**EXERCISE AIM**.
What is needed is a copy of each line in the listing that contains "rendering".

**DATA FOR THIS TASK**.

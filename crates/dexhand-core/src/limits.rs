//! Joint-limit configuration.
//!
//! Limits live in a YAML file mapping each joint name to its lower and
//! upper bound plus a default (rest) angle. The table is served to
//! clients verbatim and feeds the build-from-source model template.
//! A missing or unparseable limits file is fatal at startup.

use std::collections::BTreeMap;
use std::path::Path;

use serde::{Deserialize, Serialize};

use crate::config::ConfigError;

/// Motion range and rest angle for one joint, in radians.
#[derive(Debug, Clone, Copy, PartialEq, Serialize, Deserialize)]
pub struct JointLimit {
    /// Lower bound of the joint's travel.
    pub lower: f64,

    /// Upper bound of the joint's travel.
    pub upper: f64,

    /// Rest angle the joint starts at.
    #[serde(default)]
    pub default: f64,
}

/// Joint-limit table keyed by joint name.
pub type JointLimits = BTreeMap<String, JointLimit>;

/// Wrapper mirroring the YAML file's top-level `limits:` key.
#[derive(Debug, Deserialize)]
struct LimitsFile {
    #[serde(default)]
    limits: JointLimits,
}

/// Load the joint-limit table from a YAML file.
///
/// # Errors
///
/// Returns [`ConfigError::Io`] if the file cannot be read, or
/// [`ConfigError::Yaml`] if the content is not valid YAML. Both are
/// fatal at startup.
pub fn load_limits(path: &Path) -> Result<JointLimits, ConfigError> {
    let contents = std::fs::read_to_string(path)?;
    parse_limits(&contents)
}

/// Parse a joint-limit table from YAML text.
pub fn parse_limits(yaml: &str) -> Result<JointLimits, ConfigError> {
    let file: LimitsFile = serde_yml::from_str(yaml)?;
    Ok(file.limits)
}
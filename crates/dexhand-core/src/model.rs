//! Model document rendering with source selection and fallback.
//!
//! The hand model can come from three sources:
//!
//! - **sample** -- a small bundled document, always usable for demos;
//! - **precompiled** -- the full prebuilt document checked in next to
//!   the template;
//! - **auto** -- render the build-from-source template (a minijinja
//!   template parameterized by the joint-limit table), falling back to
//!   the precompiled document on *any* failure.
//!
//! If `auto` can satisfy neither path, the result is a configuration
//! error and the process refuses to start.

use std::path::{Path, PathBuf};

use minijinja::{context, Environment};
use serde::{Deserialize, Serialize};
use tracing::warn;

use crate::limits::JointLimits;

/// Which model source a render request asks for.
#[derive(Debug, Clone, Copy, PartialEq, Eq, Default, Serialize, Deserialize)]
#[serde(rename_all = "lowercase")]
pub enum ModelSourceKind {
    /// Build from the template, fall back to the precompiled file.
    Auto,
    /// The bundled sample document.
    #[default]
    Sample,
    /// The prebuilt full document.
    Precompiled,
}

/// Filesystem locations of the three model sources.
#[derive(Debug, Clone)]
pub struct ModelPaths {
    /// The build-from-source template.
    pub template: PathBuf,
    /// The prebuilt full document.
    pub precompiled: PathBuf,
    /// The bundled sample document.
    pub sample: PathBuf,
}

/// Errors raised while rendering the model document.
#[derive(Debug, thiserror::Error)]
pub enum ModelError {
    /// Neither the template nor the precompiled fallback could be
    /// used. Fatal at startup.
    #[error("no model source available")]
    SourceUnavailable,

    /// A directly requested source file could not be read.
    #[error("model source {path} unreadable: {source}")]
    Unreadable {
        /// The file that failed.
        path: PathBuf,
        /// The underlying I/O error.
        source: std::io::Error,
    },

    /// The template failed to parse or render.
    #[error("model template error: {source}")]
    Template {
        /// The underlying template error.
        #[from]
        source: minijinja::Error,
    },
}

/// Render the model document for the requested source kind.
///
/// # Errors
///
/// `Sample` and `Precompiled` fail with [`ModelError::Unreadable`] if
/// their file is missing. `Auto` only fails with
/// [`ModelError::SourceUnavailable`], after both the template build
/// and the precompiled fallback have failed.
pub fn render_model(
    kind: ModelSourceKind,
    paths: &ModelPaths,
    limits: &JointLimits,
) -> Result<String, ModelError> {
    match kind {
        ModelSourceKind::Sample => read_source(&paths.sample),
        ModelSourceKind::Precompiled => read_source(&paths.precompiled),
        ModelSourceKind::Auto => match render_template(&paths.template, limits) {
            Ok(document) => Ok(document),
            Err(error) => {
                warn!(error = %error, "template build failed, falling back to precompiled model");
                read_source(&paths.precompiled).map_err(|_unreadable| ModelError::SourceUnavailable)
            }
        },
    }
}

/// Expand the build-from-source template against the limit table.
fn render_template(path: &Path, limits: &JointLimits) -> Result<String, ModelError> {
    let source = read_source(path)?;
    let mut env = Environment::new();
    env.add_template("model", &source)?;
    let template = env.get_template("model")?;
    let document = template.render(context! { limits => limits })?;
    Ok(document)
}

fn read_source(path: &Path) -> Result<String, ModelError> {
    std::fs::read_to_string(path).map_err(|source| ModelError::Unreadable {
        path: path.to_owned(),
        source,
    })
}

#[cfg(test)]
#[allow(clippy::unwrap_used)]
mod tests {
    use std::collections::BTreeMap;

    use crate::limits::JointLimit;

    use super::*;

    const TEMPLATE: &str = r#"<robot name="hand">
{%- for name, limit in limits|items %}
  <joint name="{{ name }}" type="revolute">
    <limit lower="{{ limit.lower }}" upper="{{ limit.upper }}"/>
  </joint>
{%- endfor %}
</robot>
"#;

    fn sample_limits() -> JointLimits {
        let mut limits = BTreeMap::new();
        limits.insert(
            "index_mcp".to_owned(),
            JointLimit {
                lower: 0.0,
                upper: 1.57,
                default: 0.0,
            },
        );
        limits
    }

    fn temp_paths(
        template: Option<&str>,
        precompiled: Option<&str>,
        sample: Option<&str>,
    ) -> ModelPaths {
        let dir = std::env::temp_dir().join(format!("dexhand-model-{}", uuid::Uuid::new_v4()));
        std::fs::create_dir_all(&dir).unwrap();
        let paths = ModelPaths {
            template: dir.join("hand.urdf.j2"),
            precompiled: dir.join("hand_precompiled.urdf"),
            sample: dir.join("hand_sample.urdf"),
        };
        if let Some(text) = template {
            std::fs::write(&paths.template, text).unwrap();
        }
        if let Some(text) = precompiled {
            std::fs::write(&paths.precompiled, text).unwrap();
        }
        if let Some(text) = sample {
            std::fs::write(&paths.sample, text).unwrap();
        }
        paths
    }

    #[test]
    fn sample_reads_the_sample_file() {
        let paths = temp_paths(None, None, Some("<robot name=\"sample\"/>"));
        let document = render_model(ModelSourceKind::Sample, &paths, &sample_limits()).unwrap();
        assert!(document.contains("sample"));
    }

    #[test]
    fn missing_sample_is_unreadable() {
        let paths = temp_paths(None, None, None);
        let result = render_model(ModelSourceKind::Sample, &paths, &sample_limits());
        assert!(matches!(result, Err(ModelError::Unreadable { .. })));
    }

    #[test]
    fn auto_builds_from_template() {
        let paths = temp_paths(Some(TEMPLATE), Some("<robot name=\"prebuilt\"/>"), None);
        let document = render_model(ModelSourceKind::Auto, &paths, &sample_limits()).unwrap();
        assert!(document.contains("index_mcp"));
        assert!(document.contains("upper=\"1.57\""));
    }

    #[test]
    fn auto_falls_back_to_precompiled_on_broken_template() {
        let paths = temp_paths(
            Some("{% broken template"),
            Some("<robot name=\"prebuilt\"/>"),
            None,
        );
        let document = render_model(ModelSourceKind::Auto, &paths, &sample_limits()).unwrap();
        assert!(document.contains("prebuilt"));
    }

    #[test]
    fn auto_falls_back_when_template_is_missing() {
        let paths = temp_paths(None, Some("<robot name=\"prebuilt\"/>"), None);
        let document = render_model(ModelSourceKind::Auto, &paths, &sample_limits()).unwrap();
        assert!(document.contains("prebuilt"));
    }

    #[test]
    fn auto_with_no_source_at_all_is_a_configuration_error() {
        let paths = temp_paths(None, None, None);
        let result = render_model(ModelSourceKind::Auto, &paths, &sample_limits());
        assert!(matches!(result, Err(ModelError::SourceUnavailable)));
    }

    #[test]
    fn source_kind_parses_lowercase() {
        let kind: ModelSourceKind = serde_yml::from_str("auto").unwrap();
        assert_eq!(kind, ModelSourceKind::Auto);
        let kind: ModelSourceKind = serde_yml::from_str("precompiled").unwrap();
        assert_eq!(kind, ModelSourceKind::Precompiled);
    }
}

...

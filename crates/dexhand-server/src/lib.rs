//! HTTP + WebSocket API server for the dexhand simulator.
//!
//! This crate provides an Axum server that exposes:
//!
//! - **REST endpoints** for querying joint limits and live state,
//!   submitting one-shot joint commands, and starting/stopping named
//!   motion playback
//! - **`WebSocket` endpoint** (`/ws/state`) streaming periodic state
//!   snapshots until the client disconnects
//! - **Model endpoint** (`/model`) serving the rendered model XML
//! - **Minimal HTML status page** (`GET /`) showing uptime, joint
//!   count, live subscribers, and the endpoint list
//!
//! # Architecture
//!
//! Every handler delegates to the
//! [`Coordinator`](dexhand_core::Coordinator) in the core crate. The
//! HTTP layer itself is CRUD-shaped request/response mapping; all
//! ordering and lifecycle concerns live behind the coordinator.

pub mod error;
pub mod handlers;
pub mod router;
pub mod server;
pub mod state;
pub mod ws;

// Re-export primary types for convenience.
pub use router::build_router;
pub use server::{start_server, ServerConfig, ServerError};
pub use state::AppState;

**RESULT OF THIS TASK**.
//! Model document rendering with source selection and fallback.
/// Errors raised while rendering the model document.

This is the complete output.